_Try it_
Return each line of the data below that contains the string "Block".

_Material for the task_

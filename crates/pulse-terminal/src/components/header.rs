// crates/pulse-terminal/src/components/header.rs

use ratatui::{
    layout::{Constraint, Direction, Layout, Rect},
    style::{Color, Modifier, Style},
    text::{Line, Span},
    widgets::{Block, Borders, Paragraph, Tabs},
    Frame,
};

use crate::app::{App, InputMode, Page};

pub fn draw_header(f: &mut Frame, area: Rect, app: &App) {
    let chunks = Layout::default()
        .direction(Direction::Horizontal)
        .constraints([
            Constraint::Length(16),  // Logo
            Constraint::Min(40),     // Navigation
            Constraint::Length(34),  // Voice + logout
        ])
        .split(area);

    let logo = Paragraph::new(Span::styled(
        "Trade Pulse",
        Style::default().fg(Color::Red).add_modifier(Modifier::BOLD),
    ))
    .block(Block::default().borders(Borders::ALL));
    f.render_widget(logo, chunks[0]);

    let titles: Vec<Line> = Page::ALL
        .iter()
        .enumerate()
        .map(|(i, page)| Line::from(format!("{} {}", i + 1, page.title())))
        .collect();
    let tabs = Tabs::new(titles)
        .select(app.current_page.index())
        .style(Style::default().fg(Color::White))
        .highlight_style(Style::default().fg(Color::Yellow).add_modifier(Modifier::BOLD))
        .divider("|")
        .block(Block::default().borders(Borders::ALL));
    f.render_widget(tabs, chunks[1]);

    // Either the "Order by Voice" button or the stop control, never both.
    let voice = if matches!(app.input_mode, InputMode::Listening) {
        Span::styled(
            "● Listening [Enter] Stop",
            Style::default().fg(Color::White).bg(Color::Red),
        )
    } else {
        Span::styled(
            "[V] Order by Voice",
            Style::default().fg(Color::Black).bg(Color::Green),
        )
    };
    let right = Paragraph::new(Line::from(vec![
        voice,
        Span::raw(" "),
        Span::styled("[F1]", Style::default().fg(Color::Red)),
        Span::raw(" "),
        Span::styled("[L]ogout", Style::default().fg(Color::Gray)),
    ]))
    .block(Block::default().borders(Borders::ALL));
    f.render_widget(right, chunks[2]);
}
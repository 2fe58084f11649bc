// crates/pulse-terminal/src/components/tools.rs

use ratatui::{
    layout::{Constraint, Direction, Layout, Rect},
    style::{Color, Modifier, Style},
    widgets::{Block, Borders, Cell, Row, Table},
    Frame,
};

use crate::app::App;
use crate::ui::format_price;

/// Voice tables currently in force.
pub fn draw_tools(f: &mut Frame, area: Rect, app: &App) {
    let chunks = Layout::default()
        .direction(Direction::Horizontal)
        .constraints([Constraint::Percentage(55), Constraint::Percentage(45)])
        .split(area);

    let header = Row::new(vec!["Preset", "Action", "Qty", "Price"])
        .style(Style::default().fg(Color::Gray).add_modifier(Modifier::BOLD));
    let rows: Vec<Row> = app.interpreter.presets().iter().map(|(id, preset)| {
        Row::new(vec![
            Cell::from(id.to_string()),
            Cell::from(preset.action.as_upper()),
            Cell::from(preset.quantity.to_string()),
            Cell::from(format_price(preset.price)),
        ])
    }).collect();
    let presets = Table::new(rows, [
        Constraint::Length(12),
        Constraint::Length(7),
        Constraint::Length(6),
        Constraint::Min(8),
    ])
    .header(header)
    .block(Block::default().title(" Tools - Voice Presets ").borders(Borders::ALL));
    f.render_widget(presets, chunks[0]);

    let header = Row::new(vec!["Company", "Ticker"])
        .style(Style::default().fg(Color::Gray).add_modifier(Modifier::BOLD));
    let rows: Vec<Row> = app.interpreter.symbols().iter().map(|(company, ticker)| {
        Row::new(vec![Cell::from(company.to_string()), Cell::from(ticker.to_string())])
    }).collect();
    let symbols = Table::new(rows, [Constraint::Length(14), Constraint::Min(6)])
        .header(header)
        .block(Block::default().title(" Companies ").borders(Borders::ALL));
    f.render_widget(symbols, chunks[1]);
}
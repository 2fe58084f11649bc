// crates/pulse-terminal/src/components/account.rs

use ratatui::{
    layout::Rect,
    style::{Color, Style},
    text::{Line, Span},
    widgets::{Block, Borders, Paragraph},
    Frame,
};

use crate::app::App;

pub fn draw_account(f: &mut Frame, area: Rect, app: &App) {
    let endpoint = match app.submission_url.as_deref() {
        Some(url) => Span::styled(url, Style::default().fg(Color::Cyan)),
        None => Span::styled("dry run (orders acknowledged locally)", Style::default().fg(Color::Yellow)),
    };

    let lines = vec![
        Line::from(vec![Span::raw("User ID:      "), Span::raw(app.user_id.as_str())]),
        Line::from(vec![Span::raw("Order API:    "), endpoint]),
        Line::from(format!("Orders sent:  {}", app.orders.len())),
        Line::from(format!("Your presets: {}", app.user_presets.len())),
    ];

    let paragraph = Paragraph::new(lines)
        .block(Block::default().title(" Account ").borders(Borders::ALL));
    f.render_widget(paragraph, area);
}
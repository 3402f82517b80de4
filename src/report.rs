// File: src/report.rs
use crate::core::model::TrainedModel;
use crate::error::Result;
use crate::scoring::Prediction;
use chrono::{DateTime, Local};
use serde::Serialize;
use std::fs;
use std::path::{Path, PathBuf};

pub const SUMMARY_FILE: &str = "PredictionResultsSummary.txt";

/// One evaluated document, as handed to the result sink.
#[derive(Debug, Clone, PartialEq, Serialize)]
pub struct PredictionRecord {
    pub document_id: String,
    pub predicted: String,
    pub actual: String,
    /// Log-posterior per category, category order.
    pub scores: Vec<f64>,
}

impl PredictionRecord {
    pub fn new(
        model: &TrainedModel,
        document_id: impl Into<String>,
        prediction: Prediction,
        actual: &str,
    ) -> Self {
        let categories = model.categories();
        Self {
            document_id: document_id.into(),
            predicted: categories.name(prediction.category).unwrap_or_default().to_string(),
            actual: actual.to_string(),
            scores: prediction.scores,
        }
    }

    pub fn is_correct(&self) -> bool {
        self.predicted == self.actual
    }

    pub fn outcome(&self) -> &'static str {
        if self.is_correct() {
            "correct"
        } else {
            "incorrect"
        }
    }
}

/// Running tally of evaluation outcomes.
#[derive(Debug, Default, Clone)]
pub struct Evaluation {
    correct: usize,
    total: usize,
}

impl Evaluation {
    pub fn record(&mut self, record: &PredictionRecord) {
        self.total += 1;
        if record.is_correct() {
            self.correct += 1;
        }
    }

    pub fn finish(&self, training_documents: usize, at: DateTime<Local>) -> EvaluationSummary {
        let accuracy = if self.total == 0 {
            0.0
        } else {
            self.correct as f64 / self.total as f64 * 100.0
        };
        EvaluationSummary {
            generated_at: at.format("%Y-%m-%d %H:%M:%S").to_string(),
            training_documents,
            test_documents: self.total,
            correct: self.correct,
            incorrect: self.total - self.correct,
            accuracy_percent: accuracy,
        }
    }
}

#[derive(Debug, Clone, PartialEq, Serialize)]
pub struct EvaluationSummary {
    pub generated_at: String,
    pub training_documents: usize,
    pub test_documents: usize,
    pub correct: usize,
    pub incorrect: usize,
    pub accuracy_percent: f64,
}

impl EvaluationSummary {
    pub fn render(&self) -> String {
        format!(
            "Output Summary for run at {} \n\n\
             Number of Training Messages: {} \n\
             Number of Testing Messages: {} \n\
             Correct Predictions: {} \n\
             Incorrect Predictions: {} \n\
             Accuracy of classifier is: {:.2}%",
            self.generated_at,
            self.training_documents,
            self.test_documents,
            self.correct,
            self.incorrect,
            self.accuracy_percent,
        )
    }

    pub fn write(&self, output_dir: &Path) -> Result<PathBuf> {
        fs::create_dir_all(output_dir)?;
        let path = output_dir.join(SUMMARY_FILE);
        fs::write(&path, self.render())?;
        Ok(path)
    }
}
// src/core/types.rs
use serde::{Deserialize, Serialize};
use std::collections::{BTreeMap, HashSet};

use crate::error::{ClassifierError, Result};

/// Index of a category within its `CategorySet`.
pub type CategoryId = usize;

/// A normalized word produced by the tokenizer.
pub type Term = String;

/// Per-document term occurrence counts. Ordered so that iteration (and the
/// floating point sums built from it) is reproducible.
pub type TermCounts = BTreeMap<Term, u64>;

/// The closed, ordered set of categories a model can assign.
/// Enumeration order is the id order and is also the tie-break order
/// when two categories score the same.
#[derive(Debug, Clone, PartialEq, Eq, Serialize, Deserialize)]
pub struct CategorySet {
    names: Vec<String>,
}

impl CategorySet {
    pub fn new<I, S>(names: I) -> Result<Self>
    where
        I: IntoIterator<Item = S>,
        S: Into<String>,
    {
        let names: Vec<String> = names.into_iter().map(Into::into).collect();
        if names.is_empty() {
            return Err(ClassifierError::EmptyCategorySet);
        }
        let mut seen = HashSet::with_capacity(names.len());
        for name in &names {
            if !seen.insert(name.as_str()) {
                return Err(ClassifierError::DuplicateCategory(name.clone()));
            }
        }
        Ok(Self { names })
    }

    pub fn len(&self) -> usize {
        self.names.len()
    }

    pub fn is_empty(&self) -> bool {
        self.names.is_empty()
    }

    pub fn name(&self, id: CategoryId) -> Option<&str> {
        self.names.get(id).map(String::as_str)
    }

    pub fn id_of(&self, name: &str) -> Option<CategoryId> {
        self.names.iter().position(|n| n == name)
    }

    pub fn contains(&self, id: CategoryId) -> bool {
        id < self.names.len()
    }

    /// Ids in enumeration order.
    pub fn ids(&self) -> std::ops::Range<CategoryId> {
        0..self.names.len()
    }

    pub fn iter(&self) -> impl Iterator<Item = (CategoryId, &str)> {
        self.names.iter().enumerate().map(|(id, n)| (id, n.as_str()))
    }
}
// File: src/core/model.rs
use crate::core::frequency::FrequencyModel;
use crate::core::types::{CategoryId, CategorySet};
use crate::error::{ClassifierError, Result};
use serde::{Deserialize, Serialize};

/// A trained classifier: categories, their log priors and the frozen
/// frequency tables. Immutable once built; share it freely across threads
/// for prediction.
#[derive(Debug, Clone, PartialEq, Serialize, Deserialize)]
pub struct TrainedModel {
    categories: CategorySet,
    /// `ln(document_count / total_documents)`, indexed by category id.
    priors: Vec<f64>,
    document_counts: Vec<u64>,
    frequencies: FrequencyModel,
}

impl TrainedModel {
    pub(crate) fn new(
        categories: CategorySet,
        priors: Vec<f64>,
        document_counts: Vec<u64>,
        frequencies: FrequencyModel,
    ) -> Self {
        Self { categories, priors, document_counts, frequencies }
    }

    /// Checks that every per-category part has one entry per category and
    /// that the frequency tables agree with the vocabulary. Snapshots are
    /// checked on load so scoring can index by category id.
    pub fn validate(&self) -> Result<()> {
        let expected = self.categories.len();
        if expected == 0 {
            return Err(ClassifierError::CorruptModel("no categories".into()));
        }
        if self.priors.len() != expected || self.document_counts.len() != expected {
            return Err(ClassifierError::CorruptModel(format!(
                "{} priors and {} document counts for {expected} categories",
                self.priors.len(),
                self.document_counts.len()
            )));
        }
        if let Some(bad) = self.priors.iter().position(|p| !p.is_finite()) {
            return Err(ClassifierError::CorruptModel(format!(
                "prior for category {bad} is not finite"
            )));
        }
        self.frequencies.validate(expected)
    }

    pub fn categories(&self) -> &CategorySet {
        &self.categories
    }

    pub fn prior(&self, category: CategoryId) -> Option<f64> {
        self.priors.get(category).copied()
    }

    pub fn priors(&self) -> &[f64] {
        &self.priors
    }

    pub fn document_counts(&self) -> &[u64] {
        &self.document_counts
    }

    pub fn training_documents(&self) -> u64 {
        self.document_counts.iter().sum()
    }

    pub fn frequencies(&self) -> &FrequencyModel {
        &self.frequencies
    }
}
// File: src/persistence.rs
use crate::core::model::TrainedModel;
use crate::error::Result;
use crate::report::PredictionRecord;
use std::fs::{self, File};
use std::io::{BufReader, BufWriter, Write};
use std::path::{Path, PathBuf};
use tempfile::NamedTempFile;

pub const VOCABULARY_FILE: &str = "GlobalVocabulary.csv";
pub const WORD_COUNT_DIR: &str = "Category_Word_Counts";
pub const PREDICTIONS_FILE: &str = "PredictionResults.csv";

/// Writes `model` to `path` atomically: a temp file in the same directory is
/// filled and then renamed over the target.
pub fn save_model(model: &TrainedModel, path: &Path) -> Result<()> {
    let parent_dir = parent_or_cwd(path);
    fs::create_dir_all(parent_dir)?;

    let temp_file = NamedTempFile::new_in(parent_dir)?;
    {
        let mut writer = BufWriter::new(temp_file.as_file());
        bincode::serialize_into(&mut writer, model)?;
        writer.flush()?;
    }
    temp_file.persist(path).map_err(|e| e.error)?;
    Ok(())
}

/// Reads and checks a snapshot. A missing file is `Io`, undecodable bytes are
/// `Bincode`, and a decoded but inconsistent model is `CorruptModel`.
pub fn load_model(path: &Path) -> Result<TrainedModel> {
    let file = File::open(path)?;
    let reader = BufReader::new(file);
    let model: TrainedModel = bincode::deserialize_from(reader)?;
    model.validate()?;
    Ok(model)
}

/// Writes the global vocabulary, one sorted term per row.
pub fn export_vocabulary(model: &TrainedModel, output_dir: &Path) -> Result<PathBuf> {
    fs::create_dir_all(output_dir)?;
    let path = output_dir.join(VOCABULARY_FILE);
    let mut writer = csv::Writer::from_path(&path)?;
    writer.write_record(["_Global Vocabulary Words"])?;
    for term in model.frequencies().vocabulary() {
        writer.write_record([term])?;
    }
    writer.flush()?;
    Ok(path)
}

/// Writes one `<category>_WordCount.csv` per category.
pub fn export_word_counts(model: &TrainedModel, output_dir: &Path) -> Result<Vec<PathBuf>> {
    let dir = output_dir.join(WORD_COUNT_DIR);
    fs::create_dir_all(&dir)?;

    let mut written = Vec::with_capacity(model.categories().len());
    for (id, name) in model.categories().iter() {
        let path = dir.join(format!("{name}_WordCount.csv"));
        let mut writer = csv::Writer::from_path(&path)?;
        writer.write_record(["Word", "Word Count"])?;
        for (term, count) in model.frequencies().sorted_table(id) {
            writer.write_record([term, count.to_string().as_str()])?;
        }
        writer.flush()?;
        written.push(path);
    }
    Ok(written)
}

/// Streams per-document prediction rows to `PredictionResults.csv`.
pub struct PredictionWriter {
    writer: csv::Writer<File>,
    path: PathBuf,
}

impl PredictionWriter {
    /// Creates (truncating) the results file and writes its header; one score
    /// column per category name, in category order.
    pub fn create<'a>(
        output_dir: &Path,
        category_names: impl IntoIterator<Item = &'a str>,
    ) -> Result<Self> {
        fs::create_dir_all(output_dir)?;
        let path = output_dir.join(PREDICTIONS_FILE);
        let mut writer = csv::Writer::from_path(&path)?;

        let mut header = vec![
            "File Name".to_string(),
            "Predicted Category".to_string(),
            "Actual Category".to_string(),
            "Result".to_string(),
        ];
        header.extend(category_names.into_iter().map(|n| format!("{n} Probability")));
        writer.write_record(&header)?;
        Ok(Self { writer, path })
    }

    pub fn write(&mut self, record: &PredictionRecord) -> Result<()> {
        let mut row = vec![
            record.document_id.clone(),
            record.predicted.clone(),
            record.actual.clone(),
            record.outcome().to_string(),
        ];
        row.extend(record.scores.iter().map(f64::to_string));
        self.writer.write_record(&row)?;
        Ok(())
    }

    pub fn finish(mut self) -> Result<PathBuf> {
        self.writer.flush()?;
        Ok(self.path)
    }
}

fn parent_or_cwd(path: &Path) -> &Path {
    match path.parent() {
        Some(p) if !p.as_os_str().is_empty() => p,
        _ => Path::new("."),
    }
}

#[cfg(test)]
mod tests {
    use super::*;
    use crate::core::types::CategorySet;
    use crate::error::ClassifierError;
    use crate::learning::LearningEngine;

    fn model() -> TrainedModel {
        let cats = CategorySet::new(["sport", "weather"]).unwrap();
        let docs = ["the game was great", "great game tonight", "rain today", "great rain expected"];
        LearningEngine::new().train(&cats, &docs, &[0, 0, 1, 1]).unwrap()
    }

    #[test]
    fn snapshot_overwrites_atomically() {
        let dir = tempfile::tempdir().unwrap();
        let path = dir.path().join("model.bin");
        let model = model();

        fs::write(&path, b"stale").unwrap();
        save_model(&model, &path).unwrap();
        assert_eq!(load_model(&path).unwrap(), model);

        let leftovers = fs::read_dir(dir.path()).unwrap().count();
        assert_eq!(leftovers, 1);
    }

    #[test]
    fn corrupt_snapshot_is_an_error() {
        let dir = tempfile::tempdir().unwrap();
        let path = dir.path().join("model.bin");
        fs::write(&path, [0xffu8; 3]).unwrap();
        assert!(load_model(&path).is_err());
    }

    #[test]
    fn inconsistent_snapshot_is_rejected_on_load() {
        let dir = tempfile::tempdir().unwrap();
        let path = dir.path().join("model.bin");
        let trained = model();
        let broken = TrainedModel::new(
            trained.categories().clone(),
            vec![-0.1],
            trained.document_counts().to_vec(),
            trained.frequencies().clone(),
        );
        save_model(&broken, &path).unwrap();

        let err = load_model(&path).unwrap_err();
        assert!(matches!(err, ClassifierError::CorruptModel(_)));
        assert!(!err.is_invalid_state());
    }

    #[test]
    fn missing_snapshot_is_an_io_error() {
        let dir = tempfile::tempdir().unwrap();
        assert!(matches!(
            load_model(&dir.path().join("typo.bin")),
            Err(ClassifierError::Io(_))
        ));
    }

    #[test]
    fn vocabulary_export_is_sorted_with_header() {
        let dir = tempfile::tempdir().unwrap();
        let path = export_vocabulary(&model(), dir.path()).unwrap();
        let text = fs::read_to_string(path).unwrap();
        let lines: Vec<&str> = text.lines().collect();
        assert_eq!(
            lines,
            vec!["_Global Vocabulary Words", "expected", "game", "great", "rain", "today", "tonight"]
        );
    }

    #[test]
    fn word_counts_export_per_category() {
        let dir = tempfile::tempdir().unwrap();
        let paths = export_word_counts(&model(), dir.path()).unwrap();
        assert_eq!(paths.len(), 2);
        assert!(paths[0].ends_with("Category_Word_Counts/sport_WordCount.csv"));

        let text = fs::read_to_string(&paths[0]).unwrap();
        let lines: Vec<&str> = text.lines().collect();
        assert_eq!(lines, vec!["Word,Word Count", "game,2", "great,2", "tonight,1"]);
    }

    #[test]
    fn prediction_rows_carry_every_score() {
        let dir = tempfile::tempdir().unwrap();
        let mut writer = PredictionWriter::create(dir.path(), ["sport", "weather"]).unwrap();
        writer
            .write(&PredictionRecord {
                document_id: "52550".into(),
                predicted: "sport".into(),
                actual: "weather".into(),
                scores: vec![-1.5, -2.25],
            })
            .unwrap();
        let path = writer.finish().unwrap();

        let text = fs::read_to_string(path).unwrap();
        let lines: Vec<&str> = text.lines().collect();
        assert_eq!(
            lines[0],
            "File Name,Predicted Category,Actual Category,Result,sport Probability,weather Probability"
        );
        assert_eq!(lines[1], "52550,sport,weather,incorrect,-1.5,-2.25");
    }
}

_Problem solution_
    widgets::{Block, Borders, Paragraph, Tabs},
    .block(Block::default().borders(Borders::ALL));
        .block(Block::default().borders(Borders::ALL));
    .block(Block::default().borders(Borders::ALL));
    widgets::{Block, Borders, Cell, Row, Table},
    .block(Block::default().title(" Tools - Voice Presets ").borders(Borders::ALL));
        .block(Block::default().title(" Companies ").borders(Borders::ALL));
    widgets::{Block, Borders, Paragraph},
        .block(Block::default().title(" Account ").borders(Borders::ALL));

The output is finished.